**THE TASK:** From the entries, copy every line that carries the string "Theorie".

(Collected data entries)
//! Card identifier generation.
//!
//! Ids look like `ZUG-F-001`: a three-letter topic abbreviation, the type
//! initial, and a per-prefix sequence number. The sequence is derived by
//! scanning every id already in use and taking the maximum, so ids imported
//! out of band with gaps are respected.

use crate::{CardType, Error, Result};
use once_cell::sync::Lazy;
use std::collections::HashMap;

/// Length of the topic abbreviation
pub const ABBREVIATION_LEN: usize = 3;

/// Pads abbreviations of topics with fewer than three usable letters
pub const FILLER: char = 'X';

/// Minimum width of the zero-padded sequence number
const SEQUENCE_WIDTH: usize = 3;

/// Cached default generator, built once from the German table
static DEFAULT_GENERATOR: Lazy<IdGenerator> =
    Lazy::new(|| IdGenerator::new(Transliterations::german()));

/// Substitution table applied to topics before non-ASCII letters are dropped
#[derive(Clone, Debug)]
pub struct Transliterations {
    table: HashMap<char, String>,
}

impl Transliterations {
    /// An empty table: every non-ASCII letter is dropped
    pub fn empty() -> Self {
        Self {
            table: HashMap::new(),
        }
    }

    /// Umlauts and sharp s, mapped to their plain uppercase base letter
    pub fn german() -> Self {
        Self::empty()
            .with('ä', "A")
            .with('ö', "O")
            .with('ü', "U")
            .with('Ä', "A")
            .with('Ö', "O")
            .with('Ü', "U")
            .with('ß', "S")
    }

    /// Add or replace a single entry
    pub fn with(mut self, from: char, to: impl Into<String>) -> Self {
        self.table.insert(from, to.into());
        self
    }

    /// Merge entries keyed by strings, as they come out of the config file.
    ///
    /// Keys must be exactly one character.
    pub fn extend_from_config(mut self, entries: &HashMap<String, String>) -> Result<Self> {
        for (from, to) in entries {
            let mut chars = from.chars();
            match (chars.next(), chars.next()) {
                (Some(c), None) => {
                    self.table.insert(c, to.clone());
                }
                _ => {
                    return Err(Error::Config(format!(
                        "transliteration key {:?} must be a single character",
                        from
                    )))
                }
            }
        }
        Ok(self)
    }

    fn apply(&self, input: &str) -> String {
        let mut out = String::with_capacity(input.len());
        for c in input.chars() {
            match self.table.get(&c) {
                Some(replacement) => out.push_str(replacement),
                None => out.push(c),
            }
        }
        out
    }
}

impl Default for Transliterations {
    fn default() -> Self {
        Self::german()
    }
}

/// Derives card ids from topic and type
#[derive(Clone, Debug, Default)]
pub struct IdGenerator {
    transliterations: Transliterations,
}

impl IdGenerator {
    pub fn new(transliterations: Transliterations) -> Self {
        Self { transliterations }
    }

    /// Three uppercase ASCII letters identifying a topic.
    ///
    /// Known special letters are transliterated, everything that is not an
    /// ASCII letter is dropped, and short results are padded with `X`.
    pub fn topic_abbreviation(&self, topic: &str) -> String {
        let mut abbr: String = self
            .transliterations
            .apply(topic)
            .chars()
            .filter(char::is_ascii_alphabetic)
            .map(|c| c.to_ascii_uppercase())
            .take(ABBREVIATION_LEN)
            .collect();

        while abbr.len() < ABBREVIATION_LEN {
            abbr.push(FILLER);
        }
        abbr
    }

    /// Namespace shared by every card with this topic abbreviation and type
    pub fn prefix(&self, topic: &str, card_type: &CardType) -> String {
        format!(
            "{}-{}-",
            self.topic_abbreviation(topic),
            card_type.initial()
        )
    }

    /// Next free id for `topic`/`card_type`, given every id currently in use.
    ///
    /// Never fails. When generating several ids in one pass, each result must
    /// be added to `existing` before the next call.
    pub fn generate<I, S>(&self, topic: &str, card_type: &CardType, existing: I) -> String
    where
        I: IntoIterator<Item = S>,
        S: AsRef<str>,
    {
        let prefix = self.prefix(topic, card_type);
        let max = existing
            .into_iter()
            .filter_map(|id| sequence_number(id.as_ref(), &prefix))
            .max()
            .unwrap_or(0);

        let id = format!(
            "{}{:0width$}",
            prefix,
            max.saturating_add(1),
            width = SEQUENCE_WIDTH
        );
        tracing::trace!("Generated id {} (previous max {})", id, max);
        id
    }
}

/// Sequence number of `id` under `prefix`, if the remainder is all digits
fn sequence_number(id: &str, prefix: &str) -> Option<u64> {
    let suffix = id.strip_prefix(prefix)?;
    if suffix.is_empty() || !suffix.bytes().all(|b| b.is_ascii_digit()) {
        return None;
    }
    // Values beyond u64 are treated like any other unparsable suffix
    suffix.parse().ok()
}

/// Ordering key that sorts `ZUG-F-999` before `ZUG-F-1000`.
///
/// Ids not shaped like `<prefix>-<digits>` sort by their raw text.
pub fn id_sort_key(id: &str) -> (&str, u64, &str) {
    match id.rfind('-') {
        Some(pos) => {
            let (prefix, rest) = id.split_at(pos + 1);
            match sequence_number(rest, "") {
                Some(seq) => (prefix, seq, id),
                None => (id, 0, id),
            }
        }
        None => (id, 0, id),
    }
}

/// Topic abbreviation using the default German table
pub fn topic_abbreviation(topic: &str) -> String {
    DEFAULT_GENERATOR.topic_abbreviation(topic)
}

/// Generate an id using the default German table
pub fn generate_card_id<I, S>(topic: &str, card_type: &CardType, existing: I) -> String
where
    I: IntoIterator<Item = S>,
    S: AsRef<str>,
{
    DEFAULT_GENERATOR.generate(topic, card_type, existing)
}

* * *

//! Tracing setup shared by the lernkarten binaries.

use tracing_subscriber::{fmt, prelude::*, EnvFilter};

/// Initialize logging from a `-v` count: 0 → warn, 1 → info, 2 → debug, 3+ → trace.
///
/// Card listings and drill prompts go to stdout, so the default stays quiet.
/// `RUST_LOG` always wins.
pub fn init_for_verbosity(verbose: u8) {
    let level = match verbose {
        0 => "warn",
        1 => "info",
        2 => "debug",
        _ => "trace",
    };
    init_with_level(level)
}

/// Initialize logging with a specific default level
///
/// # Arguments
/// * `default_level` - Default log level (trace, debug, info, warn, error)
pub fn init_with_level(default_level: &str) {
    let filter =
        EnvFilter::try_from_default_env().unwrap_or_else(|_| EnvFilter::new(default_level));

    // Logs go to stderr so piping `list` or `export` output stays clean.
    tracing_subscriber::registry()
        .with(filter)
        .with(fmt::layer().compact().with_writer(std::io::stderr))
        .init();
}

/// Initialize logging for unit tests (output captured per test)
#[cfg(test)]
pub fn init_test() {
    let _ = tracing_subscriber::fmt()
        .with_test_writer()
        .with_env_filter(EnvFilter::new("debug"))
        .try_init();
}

* * *

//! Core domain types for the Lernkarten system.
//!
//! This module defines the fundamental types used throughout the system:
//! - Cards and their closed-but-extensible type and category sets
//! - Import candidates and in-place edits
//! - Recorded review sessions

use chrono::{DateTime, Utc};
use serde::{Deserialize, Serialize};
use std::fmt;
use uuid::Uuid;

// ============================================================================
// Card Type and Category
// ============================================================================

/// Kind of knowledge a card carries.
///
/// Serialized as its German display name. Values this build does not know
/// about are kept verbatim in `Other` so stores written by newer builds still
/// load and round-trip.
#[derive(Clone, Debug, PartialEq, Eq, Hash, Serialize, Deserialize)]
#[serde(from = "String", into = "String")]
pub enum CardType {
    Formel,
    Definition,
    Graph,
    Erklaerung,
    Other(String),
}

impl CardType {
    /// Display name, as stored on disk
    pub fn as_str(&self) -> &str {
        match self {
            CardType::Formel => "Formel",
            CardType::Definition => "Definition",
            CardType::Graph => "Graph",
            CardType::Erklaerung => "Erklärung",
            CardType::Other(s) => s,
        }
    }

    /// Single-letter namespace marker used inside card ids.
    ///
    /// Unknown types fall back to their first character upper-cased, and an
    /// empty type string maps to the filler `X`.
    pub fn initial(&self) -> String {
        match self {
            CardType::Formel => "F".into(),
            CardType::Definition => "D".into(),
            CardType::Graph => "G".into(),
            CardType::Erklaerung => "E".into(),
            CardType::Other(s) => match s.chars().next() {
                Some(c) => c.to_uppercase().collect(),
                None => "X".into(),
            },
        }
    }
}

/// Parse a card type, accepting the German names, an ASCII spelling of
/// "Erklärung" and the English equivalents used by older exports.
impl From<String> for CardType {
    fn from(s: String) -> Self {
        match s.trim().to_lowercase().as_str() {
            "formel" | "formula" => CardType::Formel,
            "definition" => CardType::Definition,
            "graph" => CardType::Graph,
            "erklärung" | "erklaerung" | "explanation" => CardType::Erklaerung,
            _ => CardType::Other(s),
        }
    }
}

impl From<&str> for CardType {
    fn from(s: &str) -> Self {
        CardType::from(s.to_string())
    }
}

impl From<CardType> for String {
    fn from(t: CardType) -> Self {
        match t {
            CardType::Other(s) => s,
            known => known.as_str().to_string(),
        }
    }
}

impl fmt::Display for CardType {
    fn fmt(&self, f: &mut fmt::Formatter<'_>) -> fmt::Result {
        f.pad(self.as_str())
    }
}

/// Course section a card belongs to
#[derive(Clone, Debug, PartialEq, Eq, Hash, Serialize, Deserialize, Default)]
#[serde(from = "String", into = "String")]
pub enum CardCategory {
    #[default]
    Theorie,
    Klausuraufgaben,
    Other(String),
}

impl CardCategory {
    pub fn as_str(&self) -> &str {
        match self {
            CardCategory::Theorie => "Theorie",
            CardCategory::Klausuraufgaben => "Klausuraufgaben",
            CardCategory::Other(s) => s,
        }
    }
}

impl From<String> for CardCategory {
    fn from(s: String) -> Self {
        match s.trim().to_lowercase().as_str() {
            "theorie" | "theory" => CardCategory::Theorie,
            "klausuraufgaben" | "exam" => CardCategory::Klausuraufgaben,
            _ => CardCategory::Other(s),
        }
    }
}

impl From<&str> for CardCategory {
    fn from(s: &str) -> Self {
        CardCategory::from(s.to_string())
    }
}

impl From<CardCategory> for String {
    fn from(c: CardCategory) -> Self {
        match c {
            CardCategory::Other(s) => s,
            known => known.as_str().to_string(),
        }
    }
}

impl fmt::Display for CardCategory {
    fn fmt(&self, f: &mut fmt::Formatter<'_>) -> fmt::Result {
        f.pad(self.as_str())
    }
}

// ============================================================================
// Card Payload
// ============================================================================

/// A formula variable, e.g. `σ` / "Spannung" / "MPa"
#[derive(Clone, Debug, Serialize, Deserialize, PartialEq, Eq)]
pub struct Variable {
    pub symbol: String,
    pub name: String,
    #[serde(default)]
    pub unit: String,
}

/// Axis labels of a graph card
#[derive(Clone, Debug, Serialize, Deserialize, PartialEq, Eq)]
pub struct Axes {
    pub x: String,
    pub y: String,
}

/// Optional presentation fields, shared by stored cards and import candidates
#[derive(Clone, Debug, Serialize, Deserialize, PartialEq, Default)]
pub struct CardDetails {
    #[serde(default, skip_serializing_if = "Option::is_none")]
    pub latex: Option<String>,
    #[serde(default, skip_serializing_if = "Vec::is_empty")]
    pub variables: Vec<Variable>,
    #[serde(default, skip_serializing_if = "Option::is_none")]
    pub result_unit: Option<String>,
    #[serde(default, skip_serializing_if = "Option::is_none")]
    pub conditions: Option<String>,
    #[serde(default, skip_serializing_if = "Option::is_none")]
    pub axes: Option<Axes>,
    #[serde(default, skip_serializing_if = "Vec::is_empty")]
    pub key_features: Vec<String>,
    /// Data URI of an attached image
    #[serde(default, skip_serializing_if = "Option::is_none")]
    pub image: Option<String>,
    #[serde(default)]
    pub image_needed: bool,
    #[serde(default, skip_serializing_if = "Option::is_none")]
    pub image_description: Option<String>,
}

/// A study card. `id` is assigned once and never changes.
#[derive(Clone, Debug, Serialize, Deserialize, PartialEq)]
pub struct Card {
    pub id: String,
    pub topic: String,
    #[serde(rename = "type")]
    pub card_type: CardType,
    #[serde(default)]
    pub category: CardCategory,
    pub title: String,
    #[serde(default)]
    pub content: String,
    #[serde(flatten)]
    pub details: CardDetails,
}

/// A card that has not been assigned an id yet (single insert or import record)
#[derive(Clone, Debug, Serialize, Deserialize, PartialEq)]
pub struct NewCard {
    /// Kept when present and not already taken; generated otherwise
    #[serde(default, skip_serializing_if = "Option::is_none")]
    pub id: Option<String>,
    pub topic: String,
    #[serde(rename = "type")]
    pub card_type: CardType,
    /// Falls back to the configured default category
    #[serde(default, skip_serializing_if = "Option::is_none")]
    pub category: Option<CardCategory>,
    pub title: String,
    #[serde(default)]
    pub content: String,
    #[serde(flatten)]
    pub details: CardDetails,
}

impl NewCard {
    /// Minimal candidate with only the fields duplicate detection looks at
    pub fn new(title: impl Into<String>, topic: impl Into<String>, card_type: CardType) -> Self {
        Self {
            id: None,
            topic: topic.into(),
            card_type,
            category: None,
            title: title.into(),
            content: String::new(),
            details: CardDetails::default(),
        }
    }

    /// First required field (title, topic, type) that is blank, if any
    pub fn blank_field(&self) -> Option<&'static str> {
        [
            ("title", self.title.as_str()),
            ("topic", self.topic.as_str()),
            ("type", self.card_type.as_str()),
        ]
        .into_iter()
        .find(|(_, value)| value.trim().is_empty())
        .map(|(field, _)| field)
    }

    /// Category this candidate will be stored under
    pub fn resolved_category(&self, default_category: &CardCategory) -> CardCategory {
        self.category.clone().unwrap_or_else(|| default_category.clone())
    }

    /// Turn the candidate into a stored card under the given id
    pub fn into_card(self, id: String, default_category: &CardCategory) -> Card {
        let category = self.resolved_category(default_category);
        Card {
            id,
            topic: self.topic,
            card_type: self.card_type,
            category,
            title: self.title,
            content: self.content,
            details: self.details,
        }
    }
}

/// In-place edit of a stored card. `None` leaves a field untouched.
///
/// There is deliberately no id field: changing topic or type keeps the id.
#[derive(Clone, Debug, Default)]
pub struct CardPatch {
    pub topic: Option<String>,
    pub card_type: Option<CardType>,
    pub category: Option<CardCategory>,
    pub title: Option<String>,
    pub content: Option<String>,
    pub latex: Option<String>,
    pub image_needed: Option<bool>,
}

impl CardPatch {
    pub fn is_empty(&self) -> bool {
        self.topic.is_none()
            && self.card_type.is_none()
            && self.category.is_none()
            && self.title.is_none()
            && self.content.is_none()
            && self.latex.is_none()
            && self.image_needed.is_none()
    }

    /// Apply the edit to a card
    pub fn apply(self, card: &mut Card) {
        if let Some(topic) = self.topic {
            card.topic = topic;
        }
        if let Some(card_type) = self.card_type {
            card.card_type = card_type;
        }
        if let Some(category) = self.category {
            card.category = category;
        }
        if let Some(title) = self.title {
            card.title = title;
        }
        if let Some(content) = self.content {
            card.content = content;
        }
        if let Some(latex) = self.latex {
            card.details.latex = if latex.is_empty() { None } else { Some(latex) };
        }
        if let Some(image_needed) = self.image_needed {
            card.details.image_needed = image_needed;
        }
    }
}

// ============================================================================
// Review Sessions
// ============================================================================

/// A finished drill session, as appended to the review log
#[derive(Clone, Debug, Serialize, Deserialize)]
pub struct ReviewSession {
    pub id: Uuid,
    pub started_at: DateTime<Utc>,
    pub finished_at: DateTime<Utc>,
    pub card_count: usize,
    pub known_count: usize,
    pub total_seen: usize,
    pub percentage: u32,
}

**RESPONSE BELOW:**
    Theorie,
            CardCategory::Theorie => "Theorie",
            "theorie" | "theory" => CardCategory::Theorie,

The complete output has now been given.